Start of Block
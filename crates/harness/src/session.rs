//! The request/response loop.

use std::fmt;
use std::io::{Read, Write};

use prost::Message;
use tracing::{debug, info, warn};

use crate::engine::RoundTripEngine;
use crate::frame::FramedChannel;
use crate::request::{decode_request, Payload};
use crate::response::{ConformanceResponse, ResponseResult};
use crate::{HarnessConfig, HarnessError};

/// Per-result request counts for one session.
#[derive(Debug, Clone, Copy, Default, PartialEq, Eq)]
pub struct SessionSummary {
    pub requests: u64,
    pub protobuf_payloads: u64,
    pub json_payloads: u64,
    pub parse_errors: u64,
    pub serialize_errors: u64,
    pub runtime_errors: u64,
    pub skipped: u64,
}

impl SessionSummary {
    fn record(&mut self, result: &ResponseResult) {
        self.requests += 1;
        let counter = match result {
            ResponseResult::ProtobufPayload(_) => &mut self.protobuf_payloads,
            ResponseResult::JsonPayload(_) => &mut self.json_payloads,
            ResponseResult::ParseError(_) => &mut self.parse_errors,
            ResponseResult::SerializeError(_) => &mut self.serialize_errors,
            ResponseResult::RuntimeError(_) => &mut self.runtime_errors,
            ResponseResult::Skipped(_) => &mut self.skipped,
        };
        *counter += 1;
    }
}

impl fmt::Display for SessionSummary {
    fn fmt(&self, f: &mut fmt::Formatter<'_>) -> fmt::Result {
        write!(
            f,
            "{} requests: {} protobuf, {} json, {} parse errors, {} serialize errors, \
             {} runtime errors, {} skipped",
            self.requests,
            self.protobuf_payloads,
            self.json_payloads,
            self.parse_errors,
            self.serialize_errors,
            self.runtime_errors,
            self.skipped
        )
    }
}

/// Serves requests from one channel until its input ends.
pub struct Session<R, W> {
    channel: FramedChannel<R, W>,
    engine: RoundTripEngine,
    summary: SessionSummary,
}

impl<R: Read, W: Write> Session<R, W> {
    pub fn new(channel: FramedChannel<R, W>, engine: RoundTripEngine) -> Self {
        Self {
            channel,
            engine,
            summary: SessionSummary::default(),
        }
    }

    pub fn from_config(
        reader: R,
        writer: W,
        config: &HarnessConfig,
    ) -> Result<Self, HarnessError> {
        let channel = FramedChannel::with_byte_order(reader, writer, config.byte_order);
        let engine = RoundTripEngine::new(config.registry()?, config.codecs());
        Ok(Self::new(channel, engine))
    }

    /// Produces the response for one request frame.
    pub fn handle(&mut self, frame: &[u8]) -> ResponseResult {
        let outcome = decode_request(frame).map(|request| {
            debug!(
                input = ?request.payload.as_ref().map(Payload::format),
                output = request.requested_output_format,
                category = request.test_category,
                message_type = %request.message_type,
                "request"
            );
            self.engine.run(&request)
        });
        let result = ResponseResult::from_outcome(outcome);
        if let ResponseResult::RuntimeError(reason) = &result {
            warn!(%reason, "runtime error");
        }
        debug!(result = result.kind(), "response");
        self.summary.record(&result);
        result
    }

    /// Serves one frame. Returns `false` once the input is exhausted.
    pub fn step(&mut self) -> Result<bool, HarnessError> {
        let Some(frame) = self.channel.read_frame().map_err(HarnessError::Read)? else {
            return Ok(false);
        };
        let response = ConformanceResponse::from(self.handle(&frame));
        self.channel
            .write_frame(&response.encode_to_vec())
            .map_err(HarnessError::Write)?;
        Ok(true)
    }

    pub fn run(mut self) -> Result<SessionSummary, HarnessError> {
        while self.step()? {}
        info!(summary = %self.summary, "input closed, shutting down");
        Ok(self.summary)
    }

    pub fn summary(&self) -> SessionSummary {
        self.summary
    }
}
End of Block
• [WHAT YOU HAVE TO DO]: From the listing above, pick out each line where the word "false" appears.

• [THE COMPLETED TASK]:
    /// Serves one frame. Returns `false` once the input is exhausted.
            return Ok(false);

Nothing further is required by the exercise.